The food crisis is not a lack of food in the market. Rather it has been a legacy of our subscription to skewed global trading systems at the expense of our communities and culture.
The currentrecession,been the result of an economic crisis has coupled with the increasing world oil prices and the politics of food distribution. Furthermore, the increase in the food prices has been exacerbated by the delay of food exports from China, Vietnam and India, the region’s biggest food producers.
In Indonesia, the food crisis hits the most vulnerable people in the urban informal and agriculture sectors. To survive, the people sell or pawn their valuables such as jewelry, bicycles and furniture. Some are also obtaining loans.
People are reducing both their calorie and protein intakes. More and more are also switching to cheaper processed food that contain preser vatives and chemicals dangerous for human health. Not surprisingly, cases of marasmus and kwashiorkor are increasing. In urban areas, some mothers and children are attempting suicide in desperation.
Indonesia is a vast archipelago but 80 per cent of its land surface consists of dry uplands. Thus the existing plant vegetation allows the growth of diverse varieties of food crops, which are also beneficial to the body.
Tubers and fruits, for instance, are rich sources of good calories and vitamins. However, because of the politics behind rice production strategies, where rice has been promoted as the basic staple crop, the population has become quite heavily dependent on rice for their diet.
Aliansi Petani Indonesia
(API) is a national coalition of peasant organisations in Indonesia that aims to strengthen the country’s peasant movement and its advocacies, campaigns and initiatives towards ensurings people’s access to land. API is also facilitating linkages between local farmers and international groups, especially in the opposition to the World Trade Organisation’s Agreement in Agriculture. In organising and mobilising communities, API has helped in information-exchange and capacity-building programmes. It has also embarked on the documentation of agrarian cases in the country.
Indeed, this has had an impact on culture. We say we have not yet eaten, if we have not yet eaten rice. Also, when the rural folks entertain their guests at home, they exchange their local rice varieties with the hybrid varieties of rice from the nearest store, thinking that the latter is better. This conquest of rice culture is breaking up the diversity of non-rice food crops in the country, which actually have been a part of our heritage.
Indonesia is facing food scarcity, which translates to a scarcity of rice. Aside from the increasing population, we have also seen the increasing conversion of rice lands.
The government’s policy to address this issue has been through a direct assistance programme called “Raskin,” meaning rice for poor people. Surprisingly though, the biggest beneficiaries of Raskin are peasants who are landless or agricultural labourers, who are supposed to produce their own food.
However, in the farmers’ organisation in East Nusa Tenggara, an area of high vulnerability to food insecurity and malnutrition, the peasant members of Aliansi Petani Indonesia are reducing their intake of rice. They eat rice for just one day each week. The peasants, especially the women farmers, promote local food such as corn, which is resistant to climate fluctuations and high in protein. They also consume yam.

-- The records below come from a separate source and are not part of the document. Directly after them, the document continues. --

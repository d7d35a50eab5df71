use strum::{AsRefStr, Display};

#[derive(AsRefStr, Display, Clone, Copy, Debug, Default, Eq, Hash, PartialEq)]
#[strum(serialize_all = "SCREAMING_SNAKE_CASE")]
pub enum SessionStatus {
    #[default]
    Draft,
    Completed,
}

#[derive(Clone, Copy, Debug, PartialEq, Eq)]
pub struct SessionMeta {
    pub status: SessionStatus,
    pub injury_mode: bool,
}

/// Combined state of the workout and the run of one day.
#[derive(Clone, Copy, Debug, PartialEq, Eq)]
pub struct DayOverview {
    pub workout: Option<SessionMeta>,
    pub run: Option<SessionMeta>,
    pub combined_status: Option<SessionStatus>,
    pub combined_injury: Option<bool>,
}

impl DayOverview {
    /// A day only counts as completed if it has both a completed workout and a completed run.
    #[must_use]
    pub fn new(workout: Option<SessionMeta>, run: Option<SessionMeta>) -> Self {
        let (combined_status, combined_injury) = if workout.is_none() && run.is_none() {
            (None, None)
        } else {
            let completed = |session: Option<SessionMeta>| {
                session.is_some_and(|s| s.status == SessionStatus::Completed)
            };
            let injured = |session: Option<SessionMeta>| session.is_some_and(|s| s.injury_mode);
            (
                Some(if completed(workout) && completed(run) {
                    SessionStatus::Completed
                } else {
                    SessionStatus::Draft
                }),
                Some(injured(workout) || injured(run)),
            )
        };

        Self {
            workout,
            run,
            combined_status,
            combined_injury,
        }
    }
}
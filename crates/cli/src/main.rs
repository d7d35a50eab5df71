use std::{io, process::ExitCode};

use clap::Parser;
use forma_cli::{cli::Cli, command};

fn main() -> ExitCode {
    let cli = Cli::parse();

    env_logger::Builder::new()
        .filter_level(cli.log_level())
        .parse_default_env()
        .init();

    match command::run(&cli, io::stdin().lock(), &mut io::stdout().lock()) {
        Ok(()) => ExitCode::SUCCESS,
        Err(err) => {
            eprintln!("error: {err:?}");
            ExitCode::FAILURE
        }
    }
}
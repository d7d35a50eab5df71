use std::path::PathBuf;

use clap::{ArgAction, Parser, Subcommand};
use forma_domain::DEFAULT_TOP_N;
use log::LevelFilter;

use crate::output::Format;

#[derive(Parser, Debug)]
#[command(name = "forma", version, about = "Running splits and lift rankings")]
pub struct Cli {
    /// Increase logging verbosity (-v: info, -vv: debug)
    #[arg(short, long, action = ArgAction::Count, global = true)]
    pub verbose: u8,

    /// Output format
    #[arg(long, value_enum, env = "FORMA_FORMAT", default_value_t = Format::Json, global = true)]
    pub format: Format,

    #[command(subcommand)]
    pub command: Command,
}

impl Cli {
    #[must_use]
    pub fn log_level(&self) -> LevelFilter {
        match self.verbose {
            0 => LevelFilter::Warn,
            1 => LevelFilter::Info,
            2 => LevelFilter::Debug,
            _ => LevelFilter::Trace,
        }
    }
}

#[derive(Subcommand, Debug)]
pub enum Command {
    /// Divide a run into kilometer splits
    Splits {
        /// Total distance in kilometers
        #[arg(allow_negative_numbers = true)]
        distance_km: f64,
        /// Total duration in seconds, distributed over the splits
        #[arg(short, long, allow_negative_numbers = true)]
        duration: Option<f64>,
    },
    /// Rank lift attempts read as a JSON array
    Score {
        /// JSON file with lift attempts (stdin if omitted or "-")
        #[arg(short, long)]
        input: Option<PathBuf>,
        /// Number of best sets per muscle category
        #[arg(short = 'n', long, env = "FORMA_TOP_N", default_value_t = DEFAULT_TOP_N)]
        top: usize,
        /// Report personal records instead of best sets
        #[arg(long)]
        pr: bool,
    },
    /// Rank the sets of a workout read as JSON
    Workout {
        /// JSON file with the workout (stdin if omitted or "-")
        #[arg(short, long)]
        input: Option<PathBuf>,
        /// Number of best sets per muscle category
        #[arg(short = 'n', long, env = "FORMA_TOP_N", default_value_t = DEFAULT_TOP_N)]
        top: usize,
    },
    /// Check manually edited splits read as a JSON array
    CheckSplits {
        /// JSON file with splits (stdin if omitted or "-")
        #[arg(short, long)]
        input: Option<PathBuf>,
    },
}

The local peasant organisations are reaching out to social institutions that can help revive the traditions of the local food system, which can provide both calories and nutrition for the rest of the community.
In the plateau area, the peasants operationalise a family-based strategy by cultivating non-rice food crops such as tubers—cassava, yam, suweg (Amorphophallus Campanulatus B1), porang and jewawut or cereals in the family garden.
If they achieve surplus production, they employ various food preparations, turning their produce into local snacks like the cassava and yam-based food products, gatot and tiwul and sell them in the traditional markets. Thus, besides maintaining the food system in the family and community, they derive an added value in the form of processed food and an opportunity to earn some more.
We believe that we can still be healthy and live fully without consuming rice. However, we have to re-orient the farmers and the communities of consumers on the politics and dynamics of food issues.
We also have to increase women’s access and control of food resources, provided by their surrounding natural environment, including knowledge on the health benefits of various food resources.
We know that to re-educate our farmers and consumers about the consumption of traditional food crops is a struggle requiring high commitment. But this can certainly be done. In fact, the farmers in East Nusa Tenggara are showing us the way.